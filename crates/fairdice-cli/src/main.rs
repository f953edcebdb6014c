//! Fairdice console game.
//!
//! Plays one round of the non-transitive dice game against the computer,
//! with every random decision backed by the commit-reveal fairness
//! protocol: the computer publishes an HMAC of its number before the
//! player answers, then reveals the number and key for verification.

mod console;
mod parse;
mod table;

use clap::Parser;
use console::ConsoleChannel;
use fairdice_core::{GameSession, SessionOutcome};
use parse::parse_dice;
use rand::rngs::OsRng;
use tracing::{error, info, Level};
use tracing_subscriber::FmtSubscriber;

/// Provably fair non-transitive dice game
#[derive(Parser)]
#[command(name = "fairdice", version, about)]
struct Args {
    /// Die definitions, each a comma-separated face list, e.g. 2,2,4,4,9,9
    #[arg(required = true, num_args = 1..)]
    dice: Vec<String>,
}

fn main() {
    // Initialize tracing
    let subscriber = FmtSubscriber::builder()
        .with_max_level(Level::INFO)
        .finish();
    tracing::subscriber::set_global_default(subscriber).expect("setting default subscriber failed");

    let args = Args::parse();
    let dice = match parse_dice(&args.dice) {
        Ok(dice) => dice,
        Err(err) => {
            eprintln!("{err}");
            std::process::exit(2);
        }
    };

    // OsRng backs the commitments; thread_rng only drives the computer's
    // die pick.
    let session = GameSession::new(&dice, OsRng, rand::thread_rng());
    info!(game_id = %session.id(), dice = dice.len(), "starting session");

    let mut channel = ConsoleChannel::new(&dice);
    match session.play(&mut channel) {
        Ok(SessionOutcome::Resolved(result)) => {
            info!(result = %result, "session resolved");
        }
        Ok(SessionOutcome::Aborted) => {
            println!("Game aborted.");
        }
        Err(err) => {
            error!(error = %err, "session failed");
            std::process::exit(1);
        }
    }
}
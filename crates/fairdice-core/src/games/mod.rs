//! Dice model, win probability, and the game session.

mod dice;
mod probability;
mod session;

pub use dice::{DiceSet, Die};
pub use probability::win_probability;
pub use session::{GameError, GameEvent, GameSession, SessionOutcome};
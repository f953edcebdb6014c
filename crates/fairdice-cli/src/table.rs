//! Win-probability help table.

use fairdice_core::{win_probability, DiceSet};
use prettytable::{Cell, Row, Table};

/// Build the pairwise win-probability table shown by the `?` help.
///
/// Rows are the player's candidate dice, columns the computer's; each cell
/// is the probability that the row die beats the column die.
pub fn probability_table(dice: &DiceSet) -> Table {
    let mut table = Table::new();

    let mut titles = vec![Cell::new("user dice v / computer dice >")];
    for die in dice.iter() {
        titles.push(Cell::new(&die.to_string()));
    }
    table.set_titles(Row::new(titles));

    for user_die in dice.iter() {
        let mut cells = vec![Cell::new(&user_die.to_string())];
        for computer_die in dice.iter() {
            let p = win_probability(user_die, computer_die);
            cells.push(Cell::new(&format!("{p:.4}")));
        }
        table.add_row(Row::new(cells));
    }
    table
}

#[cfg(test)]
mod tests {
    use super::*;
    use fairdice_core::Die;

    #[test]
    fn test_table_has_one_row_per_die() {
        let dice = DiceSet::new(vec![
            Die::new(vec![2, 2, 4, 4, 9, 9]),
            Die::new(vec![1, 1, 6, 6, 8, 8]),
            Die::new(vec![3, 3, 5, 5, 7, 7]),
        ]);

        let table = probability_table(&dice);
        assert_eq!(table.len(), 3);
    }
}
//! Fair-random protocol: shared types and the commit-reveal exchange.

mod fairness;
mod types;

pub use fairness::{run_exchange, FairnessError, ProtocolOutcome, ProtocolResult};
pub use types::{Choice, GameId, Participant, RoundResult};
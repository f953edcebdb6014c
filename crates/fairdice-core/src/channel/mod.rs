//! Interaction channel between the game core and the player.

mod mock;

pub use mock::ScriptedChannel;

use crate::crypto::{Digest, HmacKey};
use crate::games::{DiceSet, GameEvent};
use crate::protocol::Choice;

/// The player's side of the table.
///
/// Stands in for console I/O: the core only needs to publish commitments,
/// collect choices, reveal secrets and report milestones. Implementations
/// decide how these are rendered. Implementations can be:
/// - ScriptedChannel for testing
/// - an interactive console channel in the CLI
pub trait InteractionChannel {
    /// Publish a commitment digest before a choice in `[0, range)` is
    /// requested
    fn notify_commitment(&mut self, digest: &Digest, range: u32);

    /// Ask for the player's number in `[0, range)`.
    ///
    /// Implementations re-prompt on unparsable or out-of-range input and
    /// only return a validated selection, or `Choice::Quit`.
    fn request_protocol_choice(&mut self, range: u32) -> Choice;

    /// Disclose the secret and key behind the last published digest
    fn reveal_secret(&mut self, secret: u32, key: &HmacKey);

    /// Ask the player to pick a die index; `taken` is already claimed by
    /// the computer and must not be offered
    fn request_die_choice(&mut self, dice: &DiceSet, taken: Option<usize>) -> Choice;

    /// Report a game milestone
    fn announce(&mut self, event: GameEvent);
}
● ● ● ● ●
For this listing, copy out every line that includes the word "failed".

> **Output for this task**:
    tracing::subscriber::set_global_default(subscriber).expect("setting default subscriber failed");
            error!(error = %err, "session failed");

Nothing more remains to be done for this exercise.